PROVIDED RECORDS
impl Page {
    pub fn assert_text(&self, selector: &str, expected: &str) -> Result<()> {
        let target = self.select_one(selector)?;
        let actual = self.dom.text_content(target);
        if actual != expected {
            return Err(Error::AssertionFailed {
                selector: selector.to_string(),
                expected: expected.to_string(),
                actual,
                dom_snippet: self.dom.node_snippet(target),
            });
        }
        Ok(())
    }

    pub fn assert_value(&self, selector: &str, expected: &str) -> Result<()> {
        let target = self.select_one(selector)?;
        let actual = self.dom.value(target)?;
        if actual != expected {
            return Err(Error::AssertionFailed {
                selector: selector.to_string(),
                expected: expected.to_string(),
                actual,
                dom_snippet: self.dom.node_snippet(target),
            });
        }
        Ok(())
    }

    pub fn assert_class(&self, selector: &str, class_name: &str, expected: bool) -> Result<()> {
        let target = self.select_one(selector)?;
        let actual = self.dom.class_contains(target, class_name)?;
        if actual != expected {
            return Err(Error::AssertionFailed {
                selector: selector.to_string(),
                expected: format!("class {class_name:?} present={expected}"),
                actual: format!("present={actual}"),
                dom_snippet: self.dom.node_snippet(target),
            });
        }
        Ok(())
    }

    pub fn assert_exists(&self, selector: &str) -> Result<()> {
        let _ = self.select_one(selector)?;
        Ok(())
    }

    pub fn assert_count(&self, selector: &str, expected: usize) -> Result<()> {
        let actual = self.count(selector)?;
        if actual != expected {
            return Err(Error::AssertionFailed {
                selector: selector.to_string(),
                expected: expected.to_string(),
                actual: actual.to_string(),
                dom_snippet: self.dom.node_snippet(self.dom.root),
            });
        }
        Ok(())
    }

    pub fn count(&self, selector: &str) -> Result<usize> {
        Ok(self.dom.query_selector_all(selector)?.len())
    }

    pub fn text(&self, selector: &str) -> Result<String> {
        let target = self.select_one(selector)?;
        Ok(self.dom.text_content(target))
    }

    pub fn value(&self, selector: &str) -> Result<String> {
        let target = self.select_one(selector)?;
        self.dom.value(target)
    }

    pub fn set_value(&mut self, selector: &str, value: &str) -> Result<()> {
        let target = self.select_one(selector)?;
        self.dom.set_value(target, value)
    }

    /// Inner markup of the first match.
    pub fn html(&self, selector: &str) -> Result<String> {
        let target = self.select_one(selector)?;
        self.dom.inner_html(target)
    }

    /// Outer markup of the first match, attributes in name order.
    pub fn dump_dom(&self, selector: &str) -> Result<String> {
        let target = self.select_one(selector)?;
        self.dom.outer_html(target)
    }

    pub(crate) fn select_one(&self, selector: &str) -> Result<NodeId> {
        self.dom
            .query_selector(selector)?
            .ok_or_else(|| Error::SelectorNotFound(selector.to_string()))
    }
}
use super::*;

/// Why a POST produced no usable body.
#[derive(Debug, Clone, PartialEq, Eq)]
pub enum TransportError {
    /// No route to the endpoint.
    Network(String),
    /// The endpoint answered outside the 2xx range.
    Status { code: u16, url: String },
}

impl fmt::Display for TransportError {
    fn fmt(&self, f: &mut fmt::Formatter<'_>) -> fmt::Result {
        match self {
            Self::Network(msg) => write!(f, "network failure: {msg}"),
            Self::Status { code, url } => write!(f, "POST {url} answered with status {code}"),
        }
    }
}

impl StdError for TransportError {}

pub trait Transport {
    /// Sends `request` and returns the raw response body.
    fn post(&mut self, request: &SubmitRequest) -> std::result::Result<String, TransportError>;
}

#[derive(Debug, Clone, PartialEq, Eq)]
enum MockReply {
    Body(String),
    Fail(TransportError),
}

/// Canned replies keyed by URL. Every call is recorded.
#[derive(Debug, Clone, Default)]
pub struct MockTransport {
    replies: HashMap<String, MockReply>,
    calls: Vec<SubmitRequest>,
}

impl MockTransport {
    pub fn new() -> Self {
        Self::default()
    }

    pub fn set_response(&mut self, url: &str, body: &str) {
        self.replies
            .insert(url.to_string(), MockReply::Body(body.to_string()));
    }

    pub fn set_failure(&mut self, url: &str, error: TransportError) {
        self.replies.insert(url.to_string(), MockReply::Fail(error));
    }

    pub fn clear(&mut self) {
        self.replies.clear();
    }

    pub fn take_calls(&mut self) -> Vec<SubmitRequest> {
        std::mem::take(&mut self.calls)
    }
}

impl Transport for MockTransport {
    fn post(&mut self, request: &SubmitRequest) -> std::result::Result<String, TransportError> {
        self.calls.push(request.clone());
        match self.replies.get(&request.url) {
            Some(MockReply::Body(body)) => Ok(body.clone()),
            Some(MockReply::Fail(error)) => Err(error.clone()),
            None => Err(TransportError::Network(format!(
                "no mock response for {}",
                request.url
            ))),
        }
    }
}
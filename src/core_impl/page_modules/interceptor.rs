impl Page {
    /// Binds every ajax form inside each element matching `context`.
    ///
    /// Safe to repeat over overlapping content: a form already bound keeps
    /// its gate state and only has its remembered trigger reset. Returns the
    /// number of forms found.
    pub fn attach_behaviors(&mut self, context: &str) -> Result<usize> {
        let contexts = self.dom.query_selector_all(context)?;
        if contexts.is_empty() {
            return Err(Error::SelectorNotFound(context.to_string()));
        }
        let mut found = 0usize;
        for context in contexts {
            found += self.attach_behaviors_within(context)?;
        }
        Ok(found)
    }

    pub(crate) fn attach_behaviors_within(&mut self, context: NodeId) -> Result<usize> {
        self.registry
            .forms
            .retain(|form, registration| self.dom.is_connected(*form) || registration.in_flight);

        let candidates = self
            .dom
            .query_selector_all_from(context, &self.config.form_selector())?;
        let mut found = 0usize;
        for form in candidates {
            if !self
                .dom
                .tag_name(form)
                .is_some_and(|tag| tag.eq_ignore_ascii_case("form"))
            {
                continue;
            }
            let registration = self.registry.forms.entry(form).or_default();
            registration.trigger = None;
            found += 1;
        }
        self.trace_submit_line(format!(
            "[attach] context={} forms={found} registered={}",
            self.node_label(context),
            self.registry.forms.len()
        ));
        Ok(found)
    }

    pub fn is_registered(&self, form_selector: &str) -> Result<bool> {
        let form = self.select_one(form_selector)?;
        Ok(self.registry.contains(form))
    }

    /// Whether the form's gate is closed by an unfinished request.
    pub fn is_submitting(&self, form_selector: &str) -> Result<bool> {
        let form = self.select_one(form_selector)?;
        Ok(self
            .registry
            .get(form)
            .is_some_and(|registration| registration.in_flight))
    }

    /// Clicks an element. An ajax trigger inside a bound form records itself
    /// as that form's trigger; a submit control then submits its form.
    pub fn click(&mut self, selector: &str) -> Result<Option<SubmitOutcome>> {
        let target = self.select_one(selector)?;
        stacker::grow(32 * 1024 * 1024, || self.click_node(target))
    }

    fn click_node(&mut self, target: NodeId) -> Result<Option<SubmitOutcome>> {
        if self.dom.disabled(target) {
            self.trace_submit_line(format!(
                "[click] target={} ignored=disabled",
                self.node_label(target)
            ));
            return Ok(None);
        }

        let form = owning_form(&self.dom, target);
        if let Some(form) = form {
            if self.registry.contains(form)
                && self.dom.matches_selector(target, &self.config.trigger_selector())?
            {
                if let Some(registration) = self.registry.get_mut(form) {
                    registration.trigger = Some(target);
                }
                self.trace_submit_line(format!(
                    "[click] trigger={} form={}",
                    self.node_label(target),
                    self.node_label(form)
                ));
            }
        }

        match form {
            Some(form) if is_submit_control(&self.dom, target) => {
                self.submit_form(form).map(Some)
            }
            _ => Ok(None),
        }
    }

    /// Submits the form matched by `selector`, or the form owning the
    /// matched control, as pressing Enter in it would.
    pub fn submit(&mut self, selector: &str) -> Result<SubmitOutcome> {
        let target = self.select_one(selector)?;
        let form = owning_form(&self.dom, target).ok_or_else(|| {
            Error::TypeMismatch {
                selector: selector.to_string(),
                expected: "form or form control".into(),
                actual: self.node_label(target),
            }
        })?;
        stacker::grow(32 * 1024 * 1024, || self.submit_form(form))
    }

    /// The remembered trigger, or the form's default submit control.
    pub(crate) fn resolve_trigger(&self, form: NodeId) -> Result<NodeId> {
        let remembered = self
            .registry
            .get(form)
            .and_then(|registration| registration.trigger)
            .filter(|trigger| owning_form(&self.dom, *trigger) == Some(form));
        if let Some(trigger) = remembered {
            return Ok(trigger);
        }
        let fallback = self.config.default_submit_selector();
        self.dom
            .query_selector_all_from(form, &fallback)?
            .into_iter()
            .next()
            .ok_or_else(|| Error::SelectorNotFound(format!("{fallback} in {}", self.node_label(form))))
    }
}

...

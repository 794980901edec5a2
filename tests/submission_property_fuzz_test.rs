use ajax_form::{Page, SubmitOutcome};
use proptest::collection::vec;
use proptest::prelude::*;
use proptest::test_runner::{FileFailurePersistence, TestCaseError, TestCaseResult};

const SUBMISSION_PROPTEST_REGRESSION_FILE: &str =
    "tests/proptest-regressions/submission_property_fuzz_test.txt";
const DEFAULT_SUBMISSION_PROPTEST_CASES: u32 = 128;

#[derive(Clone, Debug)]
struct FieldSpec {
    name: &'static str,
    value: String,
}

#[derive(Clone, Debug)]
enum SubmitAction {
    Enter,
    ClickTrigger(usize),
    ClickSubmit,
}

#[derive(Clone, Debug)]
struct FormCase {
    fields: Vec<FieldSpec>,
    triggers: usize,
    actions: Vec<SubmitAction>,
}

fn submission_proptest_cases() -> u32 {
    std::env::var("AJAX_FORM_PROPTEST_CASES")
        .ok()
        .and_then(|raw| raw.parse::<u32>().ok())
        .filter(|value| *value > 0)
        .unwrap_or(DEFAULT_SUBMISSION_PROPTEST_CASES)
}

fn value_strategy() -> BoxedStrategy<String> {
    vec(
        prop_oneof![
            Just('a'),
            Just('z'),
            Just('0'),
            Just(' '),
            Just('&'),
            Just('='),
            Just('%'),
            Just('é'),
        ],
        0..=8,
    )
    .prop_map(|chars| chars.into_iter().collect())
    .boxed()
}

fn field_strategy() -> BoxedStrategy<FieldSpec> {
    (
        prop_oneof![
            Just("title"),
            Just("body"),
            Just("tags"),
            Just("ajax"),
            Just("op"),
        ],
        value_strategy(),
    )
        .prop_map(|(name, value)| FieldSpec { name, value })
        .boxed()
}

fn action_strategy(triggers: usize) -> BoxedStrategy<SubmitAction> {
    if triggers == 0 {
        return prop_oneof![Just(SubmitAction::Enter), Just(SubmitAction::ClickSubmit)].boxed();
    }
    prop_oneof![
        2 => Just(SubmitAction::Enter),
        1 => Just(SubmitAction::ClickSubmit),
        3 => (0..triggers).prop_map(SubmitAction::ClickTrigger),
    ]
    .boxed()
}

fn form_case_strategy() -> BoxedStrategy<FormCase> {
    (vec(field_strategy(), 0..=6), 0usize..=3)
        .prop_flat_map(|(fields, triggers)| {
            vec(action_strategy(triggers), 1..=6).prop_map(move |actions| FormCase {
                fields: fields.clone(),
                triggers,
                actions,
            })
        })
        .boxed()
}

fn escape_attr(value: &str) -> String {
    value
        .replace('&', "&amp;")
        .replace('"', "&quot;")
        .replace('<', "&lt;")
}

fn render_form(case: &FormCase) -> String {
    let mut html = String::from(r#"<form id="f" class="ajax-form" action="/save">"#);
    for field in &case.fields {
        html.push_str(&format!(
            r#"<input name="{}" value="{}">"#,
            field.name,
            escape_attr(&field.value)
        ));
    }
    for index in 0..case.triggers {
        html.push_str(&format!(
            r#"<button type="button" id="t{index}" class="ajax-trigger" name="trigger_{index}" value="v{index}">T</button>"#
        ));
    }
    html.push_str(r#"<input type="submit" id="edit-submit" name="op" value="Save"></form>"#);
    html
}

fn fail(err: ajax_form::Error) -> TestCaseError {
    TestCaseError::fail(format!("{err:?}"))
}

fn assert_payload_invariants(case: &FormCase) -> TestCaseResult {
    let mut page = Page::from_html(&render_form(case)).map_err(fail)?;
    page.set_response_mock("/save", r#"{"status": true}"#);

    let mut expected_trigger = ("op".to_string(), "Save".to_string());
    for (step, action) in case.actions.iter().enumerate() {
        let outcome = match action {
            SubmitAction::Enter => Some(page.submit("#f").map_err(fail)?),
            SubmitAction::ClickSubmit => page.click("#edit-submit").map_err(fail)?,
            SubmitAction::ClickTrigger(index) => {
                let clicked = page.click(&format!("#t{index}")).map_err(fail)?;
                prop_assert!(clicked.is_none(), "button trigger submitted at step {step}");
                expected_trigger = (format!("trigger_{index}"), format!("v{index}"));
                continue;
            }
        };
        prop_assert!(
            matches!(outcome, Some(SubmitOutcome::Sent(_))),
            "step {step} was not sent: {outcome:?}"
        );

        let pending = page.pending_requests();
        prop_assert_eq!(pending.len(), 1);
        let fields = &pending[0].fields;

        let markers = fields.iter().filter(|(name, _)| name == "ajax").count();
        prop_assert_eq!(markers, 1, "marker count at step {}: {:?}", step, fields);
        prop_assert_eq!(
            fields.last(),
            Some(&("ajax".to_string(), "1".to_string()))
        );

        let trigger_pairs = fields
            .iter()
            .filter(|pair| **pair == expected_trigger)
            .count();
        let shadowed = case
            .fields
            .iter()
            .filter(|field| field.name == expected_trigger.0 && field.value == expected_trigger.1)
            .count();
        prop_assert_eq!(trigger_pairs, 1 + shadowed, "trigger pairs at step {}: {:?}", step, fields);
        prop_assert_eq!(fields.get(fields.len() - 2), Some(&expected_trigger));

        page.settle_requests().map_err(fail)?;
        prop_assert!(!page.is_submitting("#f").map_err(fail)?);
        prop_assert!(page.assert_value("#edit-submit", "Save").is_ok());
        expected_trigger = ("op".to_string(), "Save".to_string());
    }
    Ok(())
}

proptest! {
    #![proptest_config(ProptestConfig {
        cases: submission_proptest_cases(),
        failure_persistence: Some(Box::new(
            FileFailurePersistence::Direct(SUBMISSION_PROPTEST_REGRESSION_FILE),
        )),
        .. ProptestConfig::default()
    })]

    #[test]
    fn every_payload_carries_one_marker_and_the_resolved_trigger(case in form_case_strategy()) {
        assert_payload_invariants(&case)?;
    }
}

EXERCISE GOAL
Please show every line of the records that holds the word "step".

TASK SOLUTION
    for (step, action) in case.actions.iter().enumerate() {
                prop_assert!(clicked.is_none(), "button trigger submitted at step {step}");
            "step {step} was not sent: {outcome:?}"
        prop_assert_eq!(markers, 1, "marker count at step {}: {:?}", step, fields);
        prop_assert_eq!(trigger_pairs, 1 + shadowed, "trigger pairs at step {}: {:?}", step, fields);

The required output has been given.